### Listed entries ###

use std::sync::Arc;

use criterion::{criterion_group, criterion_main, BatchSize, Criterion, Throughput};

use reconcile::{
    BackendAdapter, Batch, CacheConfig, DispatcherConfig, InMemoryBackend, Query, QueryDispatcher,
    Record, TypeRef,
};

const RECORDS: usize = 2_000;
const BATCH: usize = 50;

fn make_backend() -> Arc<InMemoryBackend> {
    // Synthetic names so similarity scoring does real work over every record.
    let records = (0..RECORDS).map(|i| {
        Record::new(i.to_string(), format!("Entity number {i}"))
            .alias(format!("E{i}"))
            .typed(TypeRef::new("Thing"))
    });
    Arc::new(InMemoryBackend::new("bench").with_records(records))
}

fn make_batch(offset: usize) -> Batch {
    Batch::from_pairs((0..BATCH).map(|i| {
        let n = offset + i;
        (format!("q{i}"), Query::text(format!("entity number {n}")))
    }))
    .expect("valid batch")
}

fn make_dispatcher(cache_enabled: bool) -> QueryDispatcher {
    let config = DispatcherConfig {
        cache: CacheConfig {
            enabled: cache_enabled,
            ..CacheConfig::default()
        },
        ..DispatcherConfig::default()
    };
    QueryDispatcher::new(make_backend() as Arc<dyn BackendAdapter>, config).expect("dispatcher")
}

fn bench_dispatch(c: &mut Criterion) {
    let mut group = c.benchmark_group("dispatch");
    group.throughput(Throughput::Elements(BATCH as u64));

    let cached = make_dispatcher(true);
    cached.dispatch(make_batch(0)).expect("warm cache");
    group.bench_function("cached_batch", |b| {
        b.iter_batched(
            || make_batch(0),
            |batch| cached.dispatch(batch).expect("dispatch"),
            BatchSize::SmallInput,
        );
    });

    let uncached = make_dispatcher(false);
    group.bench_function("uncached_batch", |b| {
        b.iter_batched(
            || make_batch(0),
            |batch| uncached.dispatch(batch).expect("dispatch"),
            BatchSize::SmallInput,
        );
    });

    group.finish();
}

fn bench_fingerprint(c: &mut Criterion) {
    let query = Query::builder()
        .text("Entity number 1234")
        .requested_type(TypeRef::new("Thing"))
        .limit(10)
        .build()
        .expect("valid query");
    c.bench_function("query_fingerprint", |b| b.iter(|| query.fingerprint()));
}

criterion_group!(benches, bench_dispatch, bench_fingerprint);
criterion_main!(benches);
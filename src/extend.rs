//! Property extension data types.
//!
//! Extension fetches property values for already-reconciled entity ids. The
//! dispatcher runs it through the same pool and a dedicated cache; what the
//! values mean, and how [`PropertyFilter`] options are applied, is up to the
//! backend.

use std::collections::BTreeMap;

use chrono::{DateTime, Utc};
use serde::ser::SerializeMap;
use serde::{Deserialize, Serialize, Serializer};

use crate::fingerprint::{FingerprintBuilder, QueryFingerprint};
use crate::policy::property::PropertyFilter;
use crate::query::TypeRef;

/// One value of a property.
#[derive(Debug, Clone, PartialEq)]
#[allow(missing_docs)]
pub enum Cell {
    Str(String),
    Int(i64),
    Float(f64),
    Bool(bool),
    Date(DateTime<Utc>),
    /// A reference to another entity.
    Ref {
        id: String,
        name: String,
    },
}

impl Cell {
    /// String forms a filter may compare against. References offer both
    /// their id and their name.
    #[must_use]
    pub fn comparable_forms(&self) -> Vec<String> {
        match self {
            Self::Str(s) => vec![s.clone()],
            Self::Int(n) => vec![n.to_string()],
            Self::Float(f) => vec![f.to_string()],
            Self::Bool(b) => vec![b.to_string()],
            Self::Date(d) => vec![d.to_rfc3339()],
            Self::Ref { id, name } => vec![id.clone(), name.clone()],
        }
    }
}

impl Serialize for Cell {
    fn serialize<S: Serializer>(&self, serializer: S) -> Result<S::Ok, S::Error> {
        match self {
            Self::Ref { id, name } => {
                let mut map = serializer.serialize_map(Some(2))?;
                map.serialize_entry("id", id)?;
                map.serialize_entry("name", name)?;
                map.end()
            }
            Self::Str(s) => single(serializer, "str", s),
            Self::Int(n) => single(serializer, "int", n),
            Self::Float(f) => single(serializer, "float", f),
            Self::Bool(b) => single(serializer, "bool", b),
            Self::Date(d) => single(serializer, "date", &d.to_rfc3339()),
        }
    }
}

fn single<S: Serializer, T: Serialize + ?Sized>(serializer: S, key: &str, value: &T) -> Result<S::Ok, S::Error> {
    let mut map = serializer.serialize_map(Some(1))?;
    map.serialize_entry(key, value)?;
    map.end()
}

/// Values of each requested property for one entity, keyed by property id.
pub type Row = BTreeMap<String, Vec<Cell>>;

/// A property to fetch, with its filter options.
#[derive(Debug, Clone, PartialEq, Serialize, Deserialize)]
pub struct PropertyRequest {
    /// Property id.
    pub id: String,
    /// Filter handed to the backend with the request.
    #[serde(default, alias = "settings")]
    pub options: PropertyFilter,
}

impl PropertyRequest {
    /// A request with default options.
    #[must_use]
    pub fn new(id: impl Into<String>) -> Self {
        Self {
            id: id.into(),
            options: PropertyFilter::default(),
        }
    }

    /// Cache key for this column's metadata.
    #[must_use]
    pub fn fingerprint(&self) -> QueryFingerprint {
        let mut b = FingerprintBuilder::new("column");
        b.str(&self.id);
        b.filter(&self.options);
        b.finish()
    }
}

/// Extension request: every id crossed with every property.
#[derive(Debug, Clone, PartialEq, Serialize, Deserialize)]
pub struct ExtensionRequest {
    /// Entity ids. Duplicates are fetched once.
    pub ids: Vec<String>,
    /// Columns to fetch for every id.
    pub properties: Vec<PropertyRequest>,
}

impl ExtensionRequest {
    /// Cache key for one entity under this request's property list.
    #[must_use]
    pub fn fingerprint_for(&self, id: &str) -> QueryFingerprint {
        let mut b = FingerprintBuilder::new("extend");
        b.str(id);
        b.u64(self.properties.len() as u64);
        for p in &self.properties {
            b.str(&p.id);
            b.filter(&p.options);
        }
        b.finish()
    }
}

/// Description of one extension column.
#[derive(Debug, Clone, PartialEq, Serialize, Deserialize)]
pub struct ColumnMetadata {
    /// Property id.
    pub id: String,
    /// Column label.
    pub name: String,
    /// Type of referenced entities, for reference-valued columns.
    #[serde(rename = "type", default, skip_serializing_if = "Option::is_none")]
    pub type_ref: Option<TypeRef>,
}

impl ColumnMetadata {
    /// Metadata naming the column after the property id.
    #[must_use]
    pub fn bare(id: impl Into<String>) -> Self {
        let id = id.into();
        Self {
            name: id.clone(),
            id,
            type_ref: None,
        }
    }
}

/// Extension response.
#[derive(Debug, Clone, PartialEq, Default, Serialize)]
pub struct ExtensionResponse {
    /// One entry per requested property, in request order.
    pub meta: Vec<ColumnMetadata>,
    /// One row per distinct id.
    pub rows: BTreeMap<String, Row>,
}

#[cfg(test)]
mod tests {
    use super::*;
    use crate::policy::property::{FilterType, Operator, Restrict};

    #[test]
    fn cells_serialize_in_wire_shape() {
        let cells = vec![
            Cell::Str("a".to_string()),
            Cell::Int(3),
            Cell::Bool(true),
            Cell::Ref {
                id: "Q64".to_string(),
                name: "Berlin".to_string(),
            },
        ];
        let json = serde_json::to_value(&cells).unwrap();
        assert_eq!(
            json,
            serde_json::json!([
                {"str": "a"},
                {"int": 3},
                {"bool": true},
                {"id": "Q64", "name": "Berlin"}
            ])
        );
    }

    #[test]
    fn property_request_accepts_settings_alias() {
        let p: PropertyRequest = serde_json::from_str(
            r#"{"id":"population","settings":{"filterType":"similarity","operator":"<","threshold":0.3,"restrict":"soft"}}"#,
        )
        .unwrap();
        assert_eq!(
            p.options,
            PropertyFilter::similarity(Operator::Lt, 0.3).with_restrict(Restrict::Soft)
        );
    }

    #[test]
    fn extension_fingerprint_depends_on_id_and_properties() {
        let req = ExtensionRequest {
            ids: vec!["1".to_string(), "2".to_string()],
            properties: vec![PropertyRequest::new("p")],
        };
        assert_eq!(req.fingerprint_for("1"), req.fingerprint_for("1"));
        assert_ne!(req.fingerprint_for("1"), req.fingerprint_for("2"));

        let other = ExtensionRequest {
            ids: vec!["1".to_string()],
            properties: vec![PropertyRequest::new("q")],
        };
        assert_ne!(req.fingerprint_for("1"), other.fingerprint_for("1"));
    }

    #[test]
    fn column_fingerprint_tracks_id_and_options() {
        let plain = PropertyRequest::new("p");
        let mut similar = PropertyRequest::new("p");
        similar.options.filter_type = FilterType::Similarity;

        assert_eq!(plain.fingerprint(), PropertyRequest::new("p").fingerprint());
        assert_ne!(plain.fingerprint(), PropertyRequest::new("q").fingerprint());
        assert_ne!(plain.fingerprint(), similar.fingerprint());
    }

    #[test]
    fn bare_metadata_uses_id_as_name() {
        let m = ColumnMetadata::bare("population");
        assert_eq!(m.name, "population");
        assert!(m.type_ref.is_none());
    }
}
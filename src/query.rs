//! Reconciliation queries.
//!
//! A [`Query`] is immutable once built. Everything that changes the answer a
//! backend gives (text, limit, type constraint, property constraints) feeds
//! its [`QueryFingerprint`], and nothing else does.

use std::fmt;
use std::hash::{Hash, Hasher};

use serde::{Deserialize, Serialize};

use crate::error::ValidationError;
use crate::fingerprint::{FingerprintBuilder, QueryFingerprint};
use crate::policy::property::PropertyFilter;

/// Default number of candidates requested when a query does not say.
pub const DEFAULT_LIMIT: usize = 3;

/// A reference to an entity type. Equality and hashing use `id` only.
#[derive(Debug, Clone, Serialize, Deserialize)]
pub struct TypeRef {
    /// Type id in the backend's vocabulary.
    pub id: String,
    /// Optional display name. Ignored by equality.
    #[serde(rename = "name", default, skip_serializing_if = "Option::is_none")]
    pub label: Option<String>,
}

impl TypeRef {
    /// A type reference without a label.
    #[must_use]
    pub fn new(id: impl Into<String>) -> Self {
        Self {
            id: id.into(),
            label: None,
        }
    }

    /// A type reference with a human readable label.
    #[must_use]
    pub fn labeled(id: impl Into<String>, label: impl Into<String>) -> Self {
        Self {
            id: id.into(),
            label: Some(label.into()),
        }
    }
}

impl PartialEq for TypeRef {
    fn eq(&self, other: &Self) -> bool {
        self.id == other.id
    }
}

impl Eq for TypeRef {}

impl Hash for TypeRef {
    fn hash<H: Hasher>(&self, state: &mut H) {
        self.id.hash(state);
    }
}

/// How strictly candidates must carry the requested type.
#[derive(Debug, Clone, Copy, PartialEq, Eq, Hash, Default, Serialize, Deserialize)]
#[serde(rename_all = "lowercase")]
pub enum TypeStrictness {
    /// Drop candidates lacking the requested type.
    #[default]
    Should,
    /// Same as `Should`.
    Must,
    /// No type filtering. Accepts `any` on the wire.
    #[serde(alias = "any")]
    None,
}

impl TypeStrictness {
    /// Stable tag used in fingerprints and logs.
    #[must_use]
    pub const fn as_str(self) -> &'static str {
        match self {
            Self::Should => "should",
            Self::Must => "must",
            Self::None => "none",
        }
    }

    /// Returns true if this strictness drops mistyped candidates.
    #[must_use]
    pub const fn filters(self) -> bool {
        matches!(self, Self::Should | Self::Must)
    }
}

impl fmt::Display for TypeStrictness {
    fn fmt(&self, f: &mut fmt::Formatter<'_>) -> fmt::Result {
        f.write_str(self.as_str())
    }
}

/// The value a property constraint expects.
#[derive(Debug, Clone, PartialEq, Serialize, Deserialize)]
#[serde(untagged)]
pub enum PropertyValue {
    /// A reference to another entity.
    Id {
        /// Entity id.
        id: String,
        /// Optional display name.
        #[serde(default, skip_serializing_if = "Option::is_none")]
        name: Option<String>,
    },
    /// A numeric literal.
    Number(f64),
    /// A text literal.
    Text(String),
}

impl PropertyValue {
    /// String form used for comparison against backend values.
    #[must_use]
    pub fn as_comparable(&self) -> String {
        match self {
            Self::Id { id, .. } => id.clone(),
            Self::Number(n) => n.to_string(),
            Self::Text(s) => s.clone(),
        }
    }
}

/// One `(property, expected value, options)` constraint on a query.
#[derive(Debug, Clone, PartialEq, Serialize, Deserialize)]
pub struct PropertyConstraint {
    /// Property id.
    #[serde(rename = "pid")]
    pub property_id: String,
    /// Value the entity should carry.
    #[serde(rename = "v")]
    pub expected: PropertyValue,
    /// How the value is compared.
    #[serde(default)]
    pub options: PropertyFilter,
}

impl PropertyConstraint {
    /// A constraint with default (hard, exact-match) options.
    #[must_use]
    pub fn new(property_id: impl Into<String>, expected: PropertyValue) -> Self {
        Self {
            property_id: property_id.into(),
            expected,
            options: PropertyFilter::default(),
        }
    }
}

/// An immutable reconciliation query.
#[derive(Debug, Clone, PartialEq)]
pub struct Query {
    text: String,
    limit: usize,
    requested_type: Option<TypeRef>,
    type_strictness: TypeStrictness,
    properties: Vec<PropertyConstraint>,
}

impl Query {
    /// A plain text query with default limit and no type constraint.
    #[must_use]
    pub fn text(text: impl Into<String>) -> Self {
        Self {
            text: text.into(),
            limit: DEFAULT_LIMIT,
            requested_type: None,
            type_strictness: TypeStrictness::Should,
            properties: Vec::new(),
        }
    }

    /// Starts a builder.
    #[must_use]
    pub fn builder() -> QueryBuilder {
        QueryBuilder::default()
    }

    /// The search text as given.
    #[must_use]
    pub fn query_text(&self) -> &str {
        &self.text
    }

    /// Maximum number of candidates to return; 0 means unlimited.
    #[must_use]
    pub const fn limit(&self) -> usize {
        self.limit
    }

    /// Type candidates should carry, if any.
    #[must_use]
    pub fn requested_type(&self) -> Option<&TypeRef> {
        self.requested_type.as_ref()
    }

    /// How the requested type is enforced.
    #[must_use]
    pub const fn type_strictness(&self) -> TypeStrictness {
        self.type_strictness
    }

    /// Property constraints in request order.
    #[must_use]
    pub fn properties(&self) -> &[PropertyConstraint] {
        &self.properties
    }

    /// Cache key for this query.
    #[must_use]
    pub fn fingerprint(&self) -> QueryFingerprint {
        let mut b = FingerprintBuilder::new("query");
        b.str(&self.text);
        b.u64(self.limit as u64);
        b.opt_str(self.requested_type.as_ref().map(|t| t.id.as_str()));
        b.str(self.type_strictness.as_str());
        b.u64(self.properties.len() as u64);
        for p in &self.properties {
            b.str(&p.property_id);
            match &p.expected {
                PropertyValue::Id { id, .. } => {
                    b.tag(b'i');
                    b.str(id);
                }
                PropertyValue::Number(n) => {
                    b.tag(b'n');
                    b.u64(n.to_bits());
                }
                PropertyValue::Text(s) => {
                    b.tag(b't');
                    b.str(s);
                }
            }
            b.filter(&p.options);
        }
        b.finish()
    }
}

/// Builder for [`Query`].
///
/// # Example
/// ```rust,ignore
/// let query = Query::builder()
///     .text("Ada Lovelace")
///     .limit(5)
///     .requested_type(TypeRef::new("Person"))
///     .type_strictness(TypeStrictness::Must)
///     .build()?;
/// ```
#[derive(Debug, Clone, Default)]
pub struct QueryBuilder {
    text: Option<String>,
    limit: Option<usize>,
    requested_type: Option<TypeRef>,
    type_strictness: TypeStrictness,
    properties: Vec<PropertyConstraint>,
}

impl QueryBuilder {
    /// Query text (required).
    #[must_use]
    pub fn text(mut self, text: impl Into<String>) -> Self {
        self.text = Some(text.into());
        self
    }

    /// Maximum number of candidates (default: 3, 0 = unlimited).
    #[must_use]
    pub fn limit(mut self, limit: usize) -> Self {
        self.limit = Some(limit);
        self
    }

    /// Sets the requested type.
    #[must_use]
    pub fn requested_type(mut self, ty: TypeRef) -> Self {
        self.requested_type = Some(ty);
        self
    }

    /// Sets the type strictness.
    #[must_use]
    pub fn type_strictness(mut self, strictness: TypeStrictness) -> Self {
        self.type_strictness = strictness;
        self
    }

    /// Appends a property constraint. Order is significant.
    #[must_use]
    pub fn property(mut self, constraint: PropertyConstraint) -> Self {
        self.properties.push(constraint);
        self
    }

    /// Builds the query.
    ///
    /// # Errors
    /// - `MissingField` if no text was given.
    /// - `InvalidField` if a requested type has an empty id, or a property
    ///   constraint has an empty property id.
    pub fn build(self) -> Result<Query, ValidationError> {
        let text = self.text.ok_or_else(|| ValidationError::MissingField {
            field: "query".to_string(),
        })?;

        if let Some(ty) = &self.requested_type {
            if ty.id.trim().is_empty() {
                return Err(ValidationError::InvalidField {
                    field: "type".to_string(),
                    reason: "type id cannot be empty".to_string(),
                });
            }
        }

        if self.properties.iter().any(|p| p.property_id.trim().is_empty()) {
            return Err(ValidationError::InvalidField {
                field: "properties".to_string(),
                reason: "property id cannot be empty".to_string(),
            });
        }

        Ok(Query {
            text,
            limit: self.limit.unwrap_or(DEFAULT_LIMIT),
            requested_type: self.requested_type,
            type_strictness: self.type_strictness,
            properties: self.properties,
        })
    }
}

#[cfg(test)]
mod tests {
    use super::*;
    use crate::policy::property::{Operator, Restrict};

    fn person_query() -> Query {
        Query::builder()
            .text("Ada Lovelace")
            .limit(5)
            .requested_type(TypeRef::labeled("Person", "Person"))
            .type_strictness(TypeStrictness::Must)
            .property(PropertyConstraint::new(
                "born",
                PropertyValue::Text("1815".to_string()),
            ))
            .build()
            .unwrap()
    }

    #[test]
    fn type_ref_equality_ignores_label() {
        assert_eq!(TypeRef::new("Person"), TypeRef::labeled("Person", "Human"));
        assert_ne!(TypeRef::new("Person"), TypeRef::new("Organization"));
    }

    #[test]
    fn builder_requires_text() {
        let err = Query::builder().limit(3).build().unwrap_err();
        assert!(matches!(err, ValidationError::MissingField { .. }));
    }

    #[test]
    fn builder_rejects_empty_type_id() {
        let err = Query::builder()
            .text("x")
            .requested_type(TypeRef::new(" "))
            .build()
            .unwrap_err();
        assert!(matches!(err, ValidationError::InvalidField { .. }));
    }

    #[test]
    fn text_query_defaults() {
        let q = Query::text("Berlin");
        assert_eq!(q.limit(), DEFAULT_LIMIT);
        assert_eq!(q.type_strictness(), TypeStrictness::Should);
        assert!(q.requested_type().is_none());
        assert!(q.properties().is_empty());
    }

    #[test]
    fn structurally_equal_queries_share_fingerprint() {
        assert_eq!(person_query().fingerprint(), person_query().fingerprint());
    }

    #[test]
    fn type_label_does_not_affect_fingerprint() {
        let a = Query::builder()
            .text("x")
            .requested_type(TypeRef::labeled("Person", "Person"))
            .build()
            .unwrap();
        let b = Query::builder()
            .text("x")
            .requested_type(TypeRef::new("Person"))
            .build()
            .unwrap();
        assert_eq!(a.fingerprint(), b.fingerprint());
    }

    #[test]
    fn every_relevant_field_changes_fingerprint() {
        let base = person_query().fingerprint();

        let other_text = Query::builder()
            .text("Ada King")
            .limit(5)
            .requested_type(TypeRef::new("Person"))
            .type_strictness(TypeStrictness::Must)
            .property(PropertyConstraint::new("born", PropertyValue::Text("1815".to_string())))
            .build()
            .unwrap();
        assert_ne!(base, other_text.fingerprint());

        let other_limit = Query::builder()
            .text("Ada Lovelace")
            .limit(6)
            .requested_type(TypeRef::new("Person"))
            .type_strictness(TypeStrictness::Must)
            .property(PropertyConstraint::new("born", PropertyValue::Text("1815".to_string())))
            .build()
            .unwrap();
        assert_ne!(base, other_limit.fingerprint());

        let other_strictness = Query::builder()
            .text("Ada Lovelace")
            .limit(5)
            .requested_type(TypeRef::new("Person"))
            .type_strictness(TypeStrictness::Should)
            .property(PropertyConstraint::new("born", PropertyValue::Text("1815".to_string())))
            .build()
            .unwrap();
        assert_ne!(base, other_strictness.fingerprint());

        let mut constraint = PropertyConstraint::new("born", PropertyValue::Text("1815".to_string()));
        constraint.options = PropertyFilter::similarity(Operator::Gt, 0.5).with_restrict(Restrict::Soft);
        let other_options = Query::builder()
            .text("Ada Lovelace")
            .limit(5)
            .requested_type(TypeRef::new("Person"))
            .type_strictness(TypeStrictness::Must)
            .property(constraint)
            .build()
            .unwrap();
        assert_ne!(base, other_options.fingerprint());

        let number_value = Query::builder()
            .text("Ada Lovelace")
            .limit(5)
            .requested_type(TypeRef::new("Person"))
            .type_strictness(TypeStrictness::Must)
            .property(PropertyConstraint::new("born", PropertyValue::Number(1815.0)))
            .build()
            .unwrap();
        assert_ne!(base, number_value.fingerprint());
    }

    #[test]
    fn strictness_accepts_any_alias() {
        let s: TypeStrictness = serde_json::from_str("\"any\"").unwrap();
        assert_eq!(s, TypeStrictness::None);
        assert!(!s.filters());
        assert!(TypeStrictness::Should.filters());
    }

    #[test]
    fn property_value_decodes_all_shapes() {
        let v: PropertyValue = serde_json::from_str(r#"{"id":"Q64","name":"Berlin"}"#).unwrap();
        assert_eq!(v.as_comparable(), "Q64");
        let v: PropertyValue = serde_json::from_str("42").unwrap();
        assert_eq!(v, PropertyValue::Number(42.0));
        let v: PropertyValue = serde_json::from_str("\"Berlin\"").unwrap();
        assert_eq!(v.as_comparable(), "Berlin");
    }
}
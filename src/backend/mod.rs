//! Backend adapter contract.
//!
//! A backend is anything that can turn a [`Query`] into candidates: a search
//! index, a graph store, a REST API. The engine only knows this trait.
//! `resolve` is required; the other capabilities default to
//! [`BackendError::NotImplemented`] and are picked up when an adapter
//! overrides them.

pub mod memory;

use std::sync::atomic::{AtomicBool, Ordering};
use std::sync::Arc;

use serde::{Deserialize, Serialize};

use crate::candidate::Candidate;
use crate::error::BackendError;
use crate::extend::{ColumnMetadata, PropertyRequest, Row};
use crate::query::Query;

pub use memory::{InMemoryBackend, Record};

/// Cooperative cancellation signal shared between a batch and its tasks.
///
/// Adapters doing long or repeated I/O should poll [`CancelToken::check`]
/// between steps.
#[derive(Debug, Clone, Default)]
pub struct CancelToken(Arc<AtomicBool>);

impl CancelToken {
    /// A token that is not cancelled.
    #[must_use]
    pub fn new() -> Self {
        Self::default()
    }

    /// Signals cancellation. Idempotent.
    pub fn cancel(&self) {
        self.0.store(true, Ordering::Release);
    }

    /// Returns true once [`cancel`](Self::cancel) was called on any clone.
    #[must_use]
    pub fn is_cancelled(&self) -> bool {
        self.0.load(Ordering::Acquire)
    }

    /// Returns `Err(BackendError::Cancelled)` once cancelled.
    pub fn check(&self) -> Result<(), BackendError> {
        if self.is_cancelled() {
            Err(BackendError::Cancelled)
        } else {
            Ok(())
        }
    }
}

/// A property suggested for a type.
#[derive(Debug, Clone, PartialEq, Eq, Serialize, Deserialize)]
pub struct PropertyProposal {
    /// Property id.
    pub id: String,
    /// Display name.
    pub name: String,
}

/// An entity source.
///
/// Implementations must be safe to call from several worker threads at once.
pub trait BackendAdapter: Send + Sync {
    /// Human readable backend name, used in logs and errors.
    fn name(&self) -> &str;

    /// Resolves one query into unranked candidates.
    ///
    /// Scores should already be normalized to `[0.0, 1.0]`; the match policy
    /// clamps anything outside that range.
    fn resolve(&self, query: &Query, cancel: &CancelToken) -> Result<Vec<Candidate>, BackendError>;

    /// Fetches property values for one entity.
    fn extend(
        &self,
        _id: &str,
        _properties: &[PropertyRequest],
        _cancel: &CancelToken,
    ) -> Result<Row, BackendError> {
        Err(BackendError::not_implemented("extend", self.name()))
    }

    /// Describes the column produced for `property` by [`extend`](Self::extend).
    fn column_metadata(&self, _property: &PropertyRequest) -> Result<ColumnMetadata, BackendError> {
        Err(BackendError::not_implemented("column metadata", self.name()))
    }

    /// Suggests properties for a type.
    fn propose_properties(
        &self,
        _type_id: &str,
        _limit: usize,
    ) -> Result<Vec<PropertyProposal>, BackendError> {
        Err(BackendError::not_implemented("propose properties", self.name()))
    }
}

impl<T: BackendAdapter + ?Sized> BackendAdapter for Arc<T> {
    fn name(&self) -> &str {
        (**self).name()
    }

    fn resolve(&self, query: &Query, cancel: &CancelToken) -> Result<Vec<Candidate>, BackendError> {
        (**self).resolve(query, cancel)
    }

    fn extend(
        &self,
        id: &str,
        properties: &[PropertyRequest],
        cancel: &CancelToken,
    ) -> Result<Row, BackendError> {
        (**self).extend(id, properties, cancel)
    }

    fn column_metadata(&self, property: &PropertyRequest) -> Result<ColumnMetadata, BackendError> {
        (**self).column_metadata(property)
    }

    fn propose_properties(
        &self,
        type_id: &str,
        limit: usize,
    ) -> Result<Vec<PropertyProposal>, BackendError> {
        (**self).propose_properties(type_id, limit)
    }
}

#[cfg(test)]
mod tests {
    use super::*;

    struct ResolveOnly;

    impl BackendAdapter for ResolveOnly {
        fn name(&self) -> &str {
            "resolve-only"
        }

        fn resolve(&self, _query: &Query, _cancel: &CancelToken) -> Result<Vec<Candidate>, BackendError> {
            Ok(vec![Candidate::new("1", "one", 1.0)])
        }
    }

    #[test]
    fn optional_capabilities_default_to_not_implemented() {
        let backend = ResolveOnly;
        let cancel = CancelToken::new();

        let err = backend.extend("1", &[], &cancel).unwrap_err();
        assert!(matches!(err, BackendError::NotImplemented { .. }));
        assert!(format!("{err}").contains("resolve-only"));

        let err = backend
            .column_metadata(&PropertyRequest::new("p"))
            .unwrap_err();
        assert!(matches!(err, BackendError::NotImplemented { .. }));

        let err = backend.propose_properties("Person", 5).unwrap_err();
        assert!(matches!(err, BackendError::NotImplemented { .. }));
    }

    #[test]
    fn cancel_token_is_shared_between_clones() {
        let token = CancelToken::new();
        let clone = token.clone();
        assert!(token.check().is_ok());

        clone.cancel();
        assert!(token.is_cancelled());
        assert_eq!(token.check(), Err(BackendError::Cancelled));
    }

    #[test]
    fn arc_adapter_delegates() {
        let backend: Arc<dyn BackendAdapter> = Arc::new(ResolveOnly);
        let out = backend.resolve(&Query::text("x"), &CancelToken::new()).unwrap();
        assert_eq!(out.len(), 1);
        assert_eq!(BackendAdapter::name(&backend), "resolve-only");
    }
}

###

Task description: If a line above holds the word "required", copy it.

Reply:
    /// Query text (required).
//! `resolve` is required; the other capabilities default to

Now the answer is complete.